The robotic lawnmower 100 also comprises deduced reckoning sensors 180. The deduced reckoning sensors may be odometers, accelerometers or other deduced reckoning sensors. In some embodiments, the robotic work tool comprises a visual odometery sensor 185, possibly comprised in or connected to the deduced reckoning sensors 180. In some embodiments, the visual odometry sensor is a mono-camera 185, wherein mono relates to a camera having a single Field-Of-View (FOV) in contrast to a stereo camera. Such cameras have the benefit of being cheap.

In some embodiments, the deduced reckoning sensors are comprised in the propulsion device, wherein a deduced reckoning navigation may be provided by knowing the current supplied to a motor and the time the current is supplied, which will give an indication of the speed and thereby distance for the corresponding wheel.

The deduced reckoning sensors 180, especially in combination with the visual odometry sensor 185, enables the root to operate according to a map of the operational area. In some such embodiments, the navigation is based on SLAM, and in some embodiments, where a visual odometry sensor (such as a camera) 185 is utilized, the navigation is based on V-SLAM.

The robotic lawnmower 100 is in some embodiments arranged to operate according to a map application (indicated in figure 2 and referenced 120 A) representing one or more operational areas (and possibly the surroundings of the operational area(s)) as well as features of the operational area(s) stored in the memory 120 of the robotic lawnmower 100. In some embodiments, the map is also or alternatively stored in the memory of a server (referenced 240 in figure 2). The map application may be generated or supplemented as the robotic lawnmower 100 operates or otherwise moves around in the operational area. In some embodiments, the map application is downloaded, possibly from the server. In some embodiments, the map application also includes one or more transport areas. The robotic work tool 100 is arranged to navigate according to the map based on the deduced reckoning sensors 180.

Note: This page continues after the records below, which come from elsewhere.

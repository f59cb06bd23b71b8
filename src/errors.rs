use serde::Serialize;

#[derive(Debug, thiserror::Error, Serialize)]
pub enum ServiceError {
    #[error("Invalid field path: {0}")]
    InvalidPath(String),

    #[error("Validation error: {0}")]
    ValidationError(String),

    #[error("External API error: {0}")]
    ExternalApiError(String),

    #[error("Serialization error: {0}")]
    SerializationError(String),

    #[error("Configuration error: {0}")]
    ConfigError(String),

    #[error("Other error: {0}")]
    Other(
        #[from]
        #[serde(skip)]
        anyhow::Error,
    ),
}

impl From<validator::ValidationErrors> for ServiceError {
    fn from(err: validator::ValidationErrors) -> Self {
        ServiceError::ValidationError(err.to_string())
    }
}

impl From<serde_json::Error> for ServiceError {
    fn from(err: serde_json::Error) -> Self {
        ServiceError::SerializationError(err.to_string())
    }
}

impl From<reqwest::Error> for ServiceError {
    fn from(err: reqwest::Error) -> Self {
        match err.status() {
            Some(status) => {
                ServiceError::ExternalApiError(format!("upstream returned {}: {}", status, err))
            }
            None => ServiceError::ExternalApiError(err.to_string()),
        }
    }
}

impl ServiceError {
    /// True for failures that stem from a defect in the calling code rather than
    /// from data or the environment.
    pub fn is_programmer_error(&self) -> bool {
        matches!(self, Self::InvalidPath(_))
    }

    /// Returns the error message suitable for end users.
    /// Transport and serialization failures return generic messages to avoid leaking details.
    pub fn user_message(&self) -> String {
        match self {
            Self::ExternalApiError(_) => "Upstream service unavailable".to_string(),
            Self::SerializationError(_) | Self::Other(_) => "Unexpected response".to_string(),
            Self::InvalidPath(_) => "Internal error".to_string(),
            _ => self.to_string(),
        }
    }
}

In some embodiments the robotic work tool is arranged or configured to traverse and operate in operational areas that are not essentially flat, but contain terrain that is of varying altitude, such as undulating, comprising hills or slopes or such. The ground of such terrain is not flat and it is not straightforward how to determine an angle between a sensor mounted on the robotic work tool and the ground. The robotic work tool is also or alternatively arranged or configured to traverse and operate in an operational area that contains obstacles that are not easily discerned from the ground. Examples of such are grass or moss-covered rocks, roots or other obstacles that are close to ground and of a similar colour or texture as the ground. The robotic work tool is also or alternatively arranged or configured to traverse and operate in an operational area that contains obstacles that are overhanging, i.e. obstacles that may not be detectable from the ground up, such as low hanging branches of trees or bushes. Such a garden is thus not simply a flat lawn to be mowed or similar, but an operational area of unpredictable structure and characteristics. The operational area exemplified with referenced to figure 2, may thus be such a non-uniform operational area as disclosed in this paragraph that the robotic work tool is arranged to traverse and/or operate in.

Figure IB shows a situation where the robotic work tool 100 is navigating a flat surface of an operational area utilizing a (mono) camera 185. Knowing one or more angles a, 0 of the Field-Of-View (FOV) of the camera 185 as well as knowing the height of the camera’s placement form the ground, enables for an accurate determination of the length L of the area covered by the FOV, which in turn enables for an easy determination of any scale S in the FOV. It should eb noted that it is not needed to know exactly the height and/or the angles a, 0 indicated in figure IB, but the same may be determined based on other measurements. However, the disclosure herein will focus on these measurements to illustrate how a problem is overcome.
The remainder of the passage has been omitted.